- [Task to complete]: Among the records below, find the lines with the word "subject" and copy them.

______________________________

#[cfg(test)]
mod test {
    use super::*;
    use crate::encoder::encode_piece;
    use crate::model::vocab::{event_class, event_iri, piece_iri, track_iri};

    fn approx_eq(a: f64, b: f64) -> bool {
        (a - b).abs() <= 1e-6
    }

    struct Builder {
        store: StatementStore,
        piece: String,
    }

    impl Builder {
        fn new() -> Self {
            Self {
                store: StatementStore::new(),
                piece: piece_iri("fixture"),
            }
        }

        fn track(&mut self, idx: usize) -> String {
            let track = track_iri(&self.piece, idx);
            self.store.insert(Term::iri(self.piece.as_str()), Mid::HasTrack, Term::iri(track.as_str()));
            self.store.insert(Term::iri(track.as_str()), rdf_type(), Mid::Track);
            track
        }

        fn event(&mut self, track: &str, idx: usize, tag: &str, absolute: f64) -> Term {
            let event = Term::iri(event_iri(track, idx));
            self.store.insert(Term::iri(track), Mid::HasEvent, event.clone());
            self.store.insert(event.clone(), rdf_type(), event_class(tag));
            self.store.insert(event.clone(), Mid::AbsoluteTime, Term::float(absolute));
            event
        }
    }

    fn scenario() -> Piece {
        let mut piece = Piece::new(480, 1);
        piece.tracks.push(Track {
            events: vec![
                Event::new(0, EventKind::SetTempo { tempo: 500_000 }),
                Event::new(
                    0,
                    EventKind::NoteOn {
                        channel: 0,
                        note: 60,
                        velocity: 100,
                    },
                ),
                Event::new(
                    480,
                    EventKind::NoteOff {
                        channel: 0,
                        note: 60,
                        velocity: 0,
                    },
                ),
            ],
        });
        piece
    }

    #[test]
    fn single_track_scenario_round_trip() {
        env_logger::try_init().unwrap_or(());

        let store = encode_piece(&scenario(), &piece_iri("scenario"));
        let decoded = decode_store(&store).unwrap();

        assert!(decoded.skipped.is_empty());
        assert_eq!(decoded.piece.resolution, 480);
        assert_eq!(decoded.piece.format, 1);

        let events = &decoded.piece.tracks[0].events;
        assert_eq!(events.len(), 3);
        assert_eq!(events[0].kind, EventKind::SetTempo { tempo: 500_000 });
        assert_eq!(events[1].delta_ticks, 0);
        assert_eq!(events[2].delta_ticks, 480);
        assert_eq!(decoded.piece, scenario());
    }

    #[test]
    fn note_pairs_survive_round_trip() {
        env_logger::try_init().unwrap_or(());

        let mut piece = Piece::new(96, 0);
        let mut events = Vec::new();
        for i in 0..24u8 {
            let channel = i % 16;
            let note = 36 + i * 3;
            events.push(Event::new(
                (i as u32) * 7,
                EventKind::NoteOn {
                    channel,
                    note,
                    velocity: 40 + i,
                },
            ));
            events.push(Event::new(
                13 + i as u32,
                EventKind::NoteOff {
                    channel,
                    note,
                    velocity: i,
                },
            ));
        }
        piece.tracks.push(Track { events });

        let store = encode_piece(&piece, &piece_iri("pairs"));
        let decoded = decode_store(&store).unwrap().piece;
        let original = &piece.tracks[0].events;
        let rebuilt = &decoded.tracks[0].events;

        assert_eq!(original.len(), rebuilt.len());
        for (a, b) in original.iter().zip(rebuilt.iter()) {
            assert_eq!(a.kind, b.kind);
            assert_eq!(a.delta_ticks, b.delta_ticks);
        }

        // absolute times re-encode to the same values
        let again = encode_piece(&decoded, &piece_iri("pairs"));
        let track = track_iri(&piece_iri("pairs"), 0);
        for idx in 0..original.len() {
            let subject = Term::iri(event_iri(&track, idx));
            let first = store.object(&subject, &Mid::AbsoluteTime.into()).unwrap().as_float().unwrap();
            let second = again.object(&subject, &Mid::AbsoluteTime.into()).unwrap().as_float().unwrap();
            assert!(approx_eq(first, second));
        }
    }

    #[test]
    fn huge_absolute_times_saturate() {
        env_logger::try_init().unwrap_or(());

        let mut builder = Builder::new();
        let track = builder.track(0);
        builder.event(&track, 0, "note_on", 1e20);
        let tempo = builder.event(&track, 1, "set_tempo", 1e20);
        builder.store.insert(tempo, Mid::Tempo, Term::integer(400_000));
        builder.event(&track, 2, "note_on", 2e20);

        let decoded = decode_store(&builder.store).unwrap();
        let events = &decoded.piece.tracks[0].events;
        assert_eq!(events.len(), 3);
        assert_eq!(events[0].delta_ticks, MAX_DELTA_TICKS);
        assert_eq!(events[1].kind, EventKind::SetTempo { tempo: 400_000 });
        assert_eq!(events[1].delta_ticks, 0);
        assert_eq!(events[2].delta_ticks, 0);
    }

    #[test]
    fn decoding_is_deterministic() {
        env_logger::try_init().unwrap_or(());

        let mut builder = Builder::new();
        for t in [2usize, 0, 1] {
            let track = builder.track(t);
            for e in [3usize, 1, 2, 0] {
                let event = builder.event(&track, e, "note_on", e as f64 * 0.25);
                builder.store.insert(event, Mid::Note, Term::integer((t * 10 + e) as i64));
            }
        }

        let first = decode_store(&builder.store).unwrap();
        let second = decode_store(&builder.store).unwrap();
        assert_eq!(first, second);

        let notes: Vec<Vec<u8>> = first
            .piece
            .tracks
            .iter()
            .map(|track| {
                track
                    .events
                    .iter()
                    .map(|event| match event.kind {
                        EventKind::NoteOn { note, .. } => note,
                        _ => panic!("unexpected {:?}", event.kind),
                    })
                    .collect()
            })
            .collect();
        assert_eq!(notes, vec![vec![0, 1, 2, 3], vec![10, 11, 12, 13], vec![20, 21, 22, 23]]);
    }

    #[test]
    fn indices_order_numerically_past_padding_width() {
        env_logger::try_init().unwrap_or(());

        let mut builder = Builder::new();
        let track = builder.track(0);
        let late = builder.event(&track, 10_000, "note_on", 2.0);
        builder.store.insert(late, Mid::Note, Term::integer(2));
        let early = builder.event(&track, 9_999, "note_on", 1.0);
        builder.store.insert(early, Mid::Note, Term::integer(1));

        let piece = decode_store(&builder.store).unwrap().piece;
        let events = &piece.tracks[0].events;
        assert!(matches!(events[0].kind, EventKind::NoteOn { note: 1, .. }));
        assert!(matches!(events[1].kind, EventKind::NoteOn { note: 2, .. }));
    }

    #[test]
    fn out_of_range_values_are_clamped() {
        env_logger::try_init().unwrap_or(());

        let mut builder = Builder::new();
        let track = builder.track(0);
        let event = builder.event(&track, 0, "note_on", 0.0);
        builder.store.insert(event.clone(), Mid::Velocity, Term::integer(200));
        builder.store.insert(event.clone(), Mid::Channel, Term::integer(-1));
        builder.store.insert(event, Mid::Note, Term::integer(300));

        let piece = decode_store(&builder.store).unwrap().piece;
        assert_eq!(
            piece.tracks[0].events[0].kind,
            EventKind::NoteOn {
                channel: 0,
                note: 127,
                velocity: 127
            }
        );
    }

    #[test]
    fn missing_fields_take_defaults() {
        env_logger::try_init().unwrap_or(());

        let mut builder = Builder::new();
        let track = builder.track(0);
        builder.event(&track, 0, "note_off", 0.0);
        builder.event(&track, 1, "time_signature", 0.0);
        builder.event(&track, 2, "track_name", 0.0);
        builder.event(&track, 3, "end_of_track", 0.0);

        let decoded = decode_store(&builder.store).unwrap();
        assert_eq!(decoded.piece.resolution, DEFAULT_RESOLUTION);
        assert_eq!(decoded.piece.format, DEFAULT_FORMAT);

        let kinds: Vec<_> = decoded.piece.tracks[0]
            .events
            .iter()
            .map(|event| event.kind.clone())
            .collect();
        assert_eq!(
            kinds,
            vec![
                EventKind::NoteOff {
                    channel: 0,
                    note: 60,
                    velocity: 64
                },
                EventKind::TimeSignature {
                    numerator: 4,
                    denominator: 4
                },
                EventKind::TrackName {
                    name: "Unnamed Track".into()
                },
                EventKind::EndOfTrack,
            ]
        );
    }

    #[test]
    fn invalid_denominator_falls_back() {
        env_logger::try_init().unwrap_or(());

        let mut builder = Builder::new();
        let track = builder.track(0);
        let event = builder.event(&track, 0, "time_signature", 0.0);
        builder.store.insert(event.clone(), Mid::Numerator, Term::integer(5));
        builder.store.insert(event, Mid::Denominator, Term::integer(3));

        let piece = decode_store(&builder.store).unwrap().piece;
        assert_eq!(
            piece.tracks[0].events[0].kind,
            EventKind::TimeSignature {
                numerator: 5,
                denominator: 4
            }
        );
    }

    #[test]
    fn unrecognized_events_are_skipped() {
        env_logger::try_init().unwrap_or(());

        let mut builder = Builder::new();
        builder.store.insert(Term::iri(builder.piece.as_str()), Mid::Resolution, Term::integer(480));
        let track = builder.track(0);
        builder.event(&track, 0, "note_on", 0.0);
        builder.event(&track, 1, "pitchwheel", 0.25);
        builder.event(&track, 2, "note_off", 0.5);

        let decoded = decode_store(&builder.store).unwrap();
        assert_eq!(decoded.skipped.len(), 1);
        assert!(decoded.skipped[0].event_type.ends_with("#pitchwheel"));

        let events = &decoded.piece.tracks[0].events;
        assert_eq!(events.len(), 2);
        assert!(matches!(events[1].kind, EventKind::NoteOff { .. }));
        assert_eq!(events[1].delta_ticks, 480);
    }

    #[test]
    fn tempo_from_bpm_or_dropped() {
        env_logger::try_init().unwrap_or(());

        let mut builder = Builder::new();
        builder.store.insert(Term::iri(builder.piece.as_str()), Mid::Resolution, Term::integer(100));
        let track = builder.track(0);
        let by_bpm = builder.event(&track, 0, "set_tempo", 0.0);
        builder.store.insert(by_bpm, Mid::Bpm, Term::float(90.0));
        builder.event(&track, 1, "set_tempo", 0.5);
        builder.event(&track, 2, "end_of_track", 1.0);

        let piece = decode_store(&builder.store).unwrap().piece;
        let events = &piece.tracks[0].events;
        assert_eq!(events.len(), 2);
        assert_eq!(events[0].kind, EventKind::SetTempo { tempo: 666_666 });
        // one second at 666666 us/qn and 100 tpb
        assert_eq!(events[1].delta_ticks, 150);
    }

    #[test]
    fn track_names_are_transliterated() {
        env_logger::try_init().unwrap_or(());

        let mut builder = Builder::new();
        let track = builder.track(0);
        let event = builder.event(&track, 0, "track_name", 0.0);
        builder.store.insert(event, rdfs_label(), Term::string("Café Größe"));

        let piece = decode_store(&builder.store).unwrap().piece;
        assert_eq!(
            piece.tracks[0].events[0].kind,
            EventKind::TrackName {
                name: "Cafe Grosse".into()
            }
        );
    }

    #[test]
    fn malformed_numbers_fail_the_run() {
        env_logger::try_init().unwrap_or(());

        let mut builder = Builder::new();
        let track = builder.track(0);
        let event = builder.event(&track, 0, "note_on", 0.0);
        builder.store.insert(event, Mid::Velocity, Term::string("loud"));

        let err = decode_store(&builder.store).unwrap_err();
        assert!(matches!(err, CodecError::InvalidNumber { .. }));

        let mut builder = Builder::new();
        builder.store.insert(Term::iri(builder.piece.as_str()), Mid::Resolution, Term::string("high"));
        assert!(matches!(
            decode_store(&builder.store),
            Err(CodecError::InvalidNumber { .. })
        ));
    }

    #[test]
    fn missing_absolute_time_fails_the_run() {
        env_logger::try_init().unwrap_or(());

        let mut builder = Builder::new();
        let track = builder.track(0);
        let event = Term::iri(event_iri(&track, 0));
        builder.store.insert(Term::iri(track.as_str()), Mid::HasEvent, event.clone());
        builder.store.insert(event, rdf_type(), event_class("end_of_track"));

        assert!(matches!(
            decode_store(&builder.store),
            Err(CodecError::MissingField { .. })
        ));
    }

    #[test]
    fn resolution_must_be_positive() {
        let mut builder = Builder::new();
        builder.store.insert(Term::iri(builder.piece.as_str()), Mid::Resolution, Term::integer(0));

        assert!(matches!(
            decode_store(&builder.store),
            Err(CodecError::InvalidValue { field: "resolution", .. })
        ));
    }
}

______________________________

- [Solution for this exercise]:
            let subject = Term::iri(event_iri(&track, idx));
            let first = store.object(&subject, &Mid::AbsoluteTime.into()).unwrap().as_float().unwrap();
            let second = again.object(&subject, &Mid::AbsoluteTime.into()).unwrap().as_float().unwrap();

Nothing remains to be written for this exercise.